While headaches and migraines often find their roots in dehydration, magnesium deficiency, stress, and the resulting shoulder and neck tension, and neck misalignment, sugar consumption may also be behind them.
Sugar consumption causes rapid blood sugar fluctuations including headaches that can be the result of high blood sugar which can occur immediately after eating it, or conversely, excessively low blood sugar that arises about an hour or so after eating sugar. People who have insulin resistance or diabetes are especially at risk of headaches resulting from high blood sugar because insufficient insulin in response to excessive sugar consumption can keep blood sugars unnaturally high and potentially dangerous.
Insulin resistance is a condition in which the body stops efficiently responding to the blood sugar lowering effects of insulin and is often considered a precursor to diabetes. Diabetesarises when a person is unable to produce sufficient insulin or use the hormone insulin effectively, which can cause blood sugar levels to rise, and in addition to headaches can lead to a wide variety of health complications like heart attack, stroke, nerve damage and kidney failure. 
Does that mean you should switch to Splenda or another synthetic sugar substitute? Absolutely not. Splenda (sucralose) has been found to be a contributor to migraines in research published in Headache: The Journal of Head and Face Pain. Stevia, a natural herbal sweetener is the only sugar substitute that does not impact blood sugar levels.

HOW TO GET OFF THE BLOOD SUGAR ROLLER COASTER FOR GOOD

You can balance your blood sugar and nix cravings to get off the blood sugar roller coaster for good and stop experiencing its many harmful effects. Here are some simple strategies:

Eat less sugar

While it is okay to have a small amount of sugar on occasion, it is a good idea to reduce the overall amount you eat. That’s something only you can do for yourself. Obviously it will take some discipline. If you absolutely can’t resist sweets, reduce the amount you would normally eat. In other words, eat half of the pastry instead of the whole thing.

Eat a piece of fruit

Before you completely cave into dessert, eat a piece of fruit. While fruit contains sugar, it is in a form that requires the body to metabolize it, along with beneficial fiber and plant nutrients that help slow its absorption or improve its use.

Eat fiber at every meal

Fiber helps to slow the absorption of sugar into the blood stream thereby reducing the likelihood of blood sugar highs and lows.

Snack on healthy snacks

By eating small amounts periodically we help to prevent our blood sugar from dropping to low levels, which in turn causes cravings for unhealthy foods like sweets.
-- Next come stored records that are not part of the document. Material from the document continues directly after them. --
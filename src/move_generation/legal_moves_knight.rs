use crate::game_state::jieqi_types::*;
use crate::move_generation::legal_move_shared::push_if_enterable;
use crate::moves::piece_deltas::{offset, KNIGHT_JUMPS};

pub fn generate_knight_moves(placement: &Placement, from: Square, out: &mut Vec<Move>) {
    for (jump, leg) in KNIGHT_JUMPS {
        if !placement[offset(from, leg) as usize].is_empty() {
            continue;
        }
        push_if_enterable(placement, from, offset(from, jump), out);
    }
}

#[cfg(test)]
mod tests {
    use super::*;
    use crate::moves::move_descriptions::pack_move;
    use crate::utils::notation::{empty_placement, to_internal};

    #[test]
    fn blocked_leg_removes_both_jumps_through_it() {
        let mut placement = empty_placement();
        let from = to_internal(4, 4);
        placement[from as usize] = Cell::Revealed(Camp::Bottom, PieceKind::Knight);

        let mut moves = Vec::new();
        generate_knight_moves(&placement, from, &mut moves);
        assert_eq!(moves.len(), 8);

        placement[to_internal(5, 4) as usize] = Cell::Revealed(Camp::Top, PieceKind::Pawn);
        moves.clear();
        generate_knight_moves(&placement, from, &mut moves);
        assert_eq!(moves.len(), 6);
        assert!(!moves.contains(&pack_move(from, to_internal(6, 5))));
    }
}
Eat high protein plant foods

Like fiber, protein in foods slow the absorption of sugar into the bloodstream. Some good plant-based sources of protein include: nuts, seeds, legumes, coconut and avocado.

Sprinkle cinnamon on your meals

Research in the journal Lipids in Health and Disease found that cinnamon improved all markers of the condition known as metabolic syndrome, the symptoms of which include high blood sugar levels, abnormal cholesterol and triglyceride levels and excessive abdominal fat.

Supplement with saffron

The spice saffron contains a natural compound known as crocetin which reduces insulin resistance.

Eat more cultured foods like sauerkraut, kimchi, and vegan yogurt

Research in the medical journal Gut Microbes found that probiotics in the gut can improve glucose metabolism in the body.

Switch to stevia

When sweetening coffee, tea or other foods and beverages, choose stevia since it does not impact blood sugar levels.